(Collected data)
====
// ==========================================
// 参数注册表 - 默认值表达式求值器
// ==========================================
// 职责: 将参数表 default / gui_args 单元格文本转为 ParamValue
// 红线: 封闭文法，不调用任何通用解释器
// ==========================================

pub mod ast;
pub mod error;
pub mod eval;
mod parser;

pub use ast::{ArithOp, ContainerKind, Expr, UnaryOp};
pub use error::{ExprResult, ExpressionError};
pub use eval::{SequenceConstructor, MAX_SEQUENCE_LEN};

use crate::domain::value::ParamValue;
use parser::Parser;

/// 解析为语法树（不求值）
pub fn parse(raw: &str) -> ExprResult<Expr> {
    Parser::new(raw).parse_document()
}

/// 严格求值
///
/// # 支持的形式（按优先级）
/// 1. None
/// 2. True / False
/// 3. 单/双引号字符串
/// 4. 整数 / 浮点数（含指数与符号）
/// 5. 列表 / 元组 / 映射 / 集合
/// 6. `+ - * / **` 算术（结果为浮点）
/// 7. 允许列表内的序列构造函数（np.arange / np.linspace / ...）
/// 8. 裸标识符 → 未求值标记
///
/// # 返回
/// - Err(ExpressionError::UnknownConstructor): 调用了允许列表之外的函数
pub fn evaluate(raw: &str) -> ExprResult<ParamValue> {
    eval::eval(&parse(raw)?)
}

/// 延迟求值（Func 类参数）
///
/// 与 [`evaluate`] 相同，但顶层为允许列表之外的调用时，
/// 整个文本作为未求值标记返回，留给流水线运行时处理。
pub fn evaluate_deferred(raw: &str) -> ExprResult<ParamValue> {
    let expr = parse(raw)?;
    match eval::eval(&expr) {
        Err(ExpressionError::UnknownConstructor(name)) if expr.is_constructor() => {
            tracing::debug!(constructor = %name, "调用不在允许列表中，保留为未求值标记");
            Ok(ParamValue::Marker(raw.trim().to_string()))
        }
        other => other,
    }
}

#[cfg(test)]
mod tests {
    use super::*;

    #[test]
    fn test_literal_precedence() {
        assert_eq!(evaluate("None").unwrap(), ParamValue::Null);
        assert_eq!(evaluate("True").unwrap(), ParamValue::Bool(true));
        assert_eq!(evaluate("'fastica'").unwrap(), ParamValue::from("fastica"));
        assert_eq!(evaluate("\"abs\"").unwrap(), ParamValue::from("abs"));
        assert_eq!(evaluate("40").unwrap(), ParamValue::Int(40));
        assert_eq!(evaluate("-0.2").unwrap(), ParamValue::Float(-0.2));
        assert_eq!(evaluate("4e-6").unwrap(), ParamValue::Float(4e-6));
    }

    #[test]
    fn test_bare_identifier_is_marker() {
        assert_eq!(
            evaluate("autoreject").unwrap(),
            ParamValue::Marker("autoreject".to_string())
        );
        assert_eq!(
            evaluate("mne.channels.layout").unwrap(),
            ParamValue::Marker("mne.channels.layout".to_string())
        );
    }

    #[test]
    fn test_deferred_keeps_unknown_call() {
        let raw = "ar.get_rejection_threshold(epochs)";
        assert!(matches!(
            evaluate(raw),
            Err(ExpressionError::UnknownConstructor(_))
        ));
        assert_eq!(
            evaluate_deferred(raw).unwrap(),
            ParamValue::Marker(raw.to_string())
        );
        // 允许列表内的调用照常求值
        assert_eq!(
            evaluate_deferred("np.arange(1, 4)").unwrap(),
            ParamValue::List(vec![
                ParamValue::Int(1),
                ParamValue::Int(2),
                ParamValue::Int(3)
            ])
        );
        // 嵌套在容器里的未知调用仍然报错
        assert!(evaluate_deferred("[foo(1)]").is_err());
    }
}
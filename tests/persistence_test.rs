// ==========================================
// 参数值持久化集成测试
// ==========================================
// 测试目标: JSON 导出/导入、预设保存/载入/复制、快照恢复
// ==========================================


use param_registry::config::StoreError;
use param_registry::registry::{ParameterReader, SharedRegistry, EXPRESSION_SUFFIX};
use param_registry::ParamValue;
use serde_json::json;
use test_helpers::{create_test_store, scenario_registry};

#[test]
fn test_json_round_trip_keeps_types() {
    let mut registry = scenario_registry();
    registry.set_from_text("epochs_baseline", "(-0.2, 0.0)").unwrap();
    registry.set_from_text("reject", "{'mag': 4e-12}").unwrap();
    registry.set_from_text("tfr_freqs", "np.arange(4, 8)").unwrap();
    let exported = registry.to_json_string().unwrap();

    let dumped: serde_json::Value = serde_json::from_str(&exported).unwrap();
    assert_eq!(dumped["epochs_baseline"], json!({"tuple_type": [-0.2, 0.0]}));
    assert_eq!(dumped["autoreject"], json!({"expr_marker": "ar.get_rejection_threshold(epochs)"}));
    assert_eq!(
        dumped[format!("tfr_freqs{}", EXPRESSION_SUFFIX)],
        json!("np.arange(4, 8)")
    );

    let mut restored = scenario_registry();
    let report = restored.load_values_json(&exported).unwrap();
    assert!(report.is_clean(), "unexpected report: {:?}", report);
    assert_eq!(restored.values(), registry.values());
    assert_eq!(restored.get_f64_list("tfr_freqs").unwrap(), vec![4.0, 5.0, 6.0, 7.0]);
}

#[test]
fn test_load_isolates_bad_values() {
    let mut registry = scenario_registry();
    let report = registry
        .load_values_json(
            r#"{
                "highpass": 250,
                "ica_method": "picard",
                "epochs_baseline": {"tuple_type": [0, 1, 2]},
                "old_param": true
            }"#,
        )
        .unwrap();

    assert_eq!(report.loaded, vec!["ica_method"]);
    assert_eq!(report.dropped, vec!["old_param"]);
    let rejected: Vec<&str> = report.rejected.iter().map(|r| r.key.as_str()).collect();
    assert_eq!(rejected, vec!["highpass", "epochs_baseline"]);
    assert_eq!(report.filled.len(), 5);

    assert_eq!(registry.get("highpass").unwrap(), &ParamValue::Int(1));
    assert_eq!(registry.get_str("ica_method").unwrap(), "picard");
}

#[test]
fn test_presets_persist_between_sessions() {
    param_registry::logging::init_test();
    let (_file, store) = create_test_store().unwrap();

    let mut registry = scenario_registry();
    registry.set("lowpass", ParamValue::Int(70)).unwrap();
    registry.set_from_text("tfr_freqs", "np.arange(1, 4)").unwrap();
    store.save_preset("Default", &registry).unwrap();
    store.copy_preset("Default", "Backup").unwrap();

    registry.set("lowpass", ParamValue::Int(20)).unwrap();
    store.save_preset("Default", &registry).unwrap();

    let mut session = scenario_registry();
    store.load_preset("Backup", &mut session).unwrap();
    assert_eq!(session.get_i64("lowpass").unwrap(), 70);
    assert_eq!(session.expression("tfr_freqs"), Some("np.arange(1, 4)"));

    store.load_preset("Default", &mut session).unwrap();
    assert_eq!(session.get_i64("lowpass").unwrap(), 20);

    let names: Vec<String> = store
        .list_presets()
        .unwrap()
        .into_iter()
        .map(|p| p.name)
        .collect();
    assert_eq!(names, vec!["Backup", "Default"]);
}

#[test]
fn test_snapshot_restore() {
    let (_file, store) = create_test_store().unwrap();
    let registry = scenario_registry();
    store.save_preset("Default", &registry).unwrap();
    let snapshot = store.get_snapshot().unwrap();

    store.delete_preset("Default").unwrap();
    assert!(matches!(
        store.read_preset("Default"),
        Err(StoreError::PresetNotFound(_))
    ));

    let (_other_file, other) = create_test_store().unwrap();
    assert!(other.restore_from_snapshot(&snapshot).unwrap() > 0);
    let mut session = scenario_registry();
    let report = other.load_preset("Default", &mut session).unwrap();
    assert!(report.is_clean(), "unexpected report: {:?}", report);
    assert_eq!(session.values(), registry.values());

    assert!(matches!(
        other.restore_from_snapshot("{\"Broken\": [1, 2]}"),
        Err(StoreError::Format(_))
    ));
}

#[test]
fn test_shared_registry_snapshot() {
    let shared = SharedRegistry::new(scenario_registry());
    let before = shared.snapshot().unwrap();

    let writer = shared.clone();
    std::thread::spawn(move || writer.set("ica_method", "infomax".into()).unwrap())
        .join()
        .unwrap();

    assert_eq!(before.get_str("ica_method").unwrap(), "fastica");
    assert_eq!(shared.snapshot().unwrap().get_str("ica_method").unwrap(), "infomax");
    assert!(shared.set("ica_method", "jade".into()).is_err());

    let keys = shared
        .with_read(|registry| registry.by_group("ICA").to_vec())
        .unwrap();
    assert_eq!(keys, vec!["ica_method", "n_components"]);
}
====
EXERCISE: Which lines above hold the word "dumped"? Copy each of them.

ANSWER SPACE:
    let dumped: serde_json::Value = serde_json::from_str(&exported).unwrap();
    assert_eq!(dumped["epochs_baseline"], json!({"tuple_type": [-0.2, 0.0]}));
    assert_eq!(dumped["autoreject"], json!({"expr_marker": "ar.get_rejection_threshold(epochs)"}));
        dumped[format!("tfr_freqs{}", EXPRESSION_SUFFIX)],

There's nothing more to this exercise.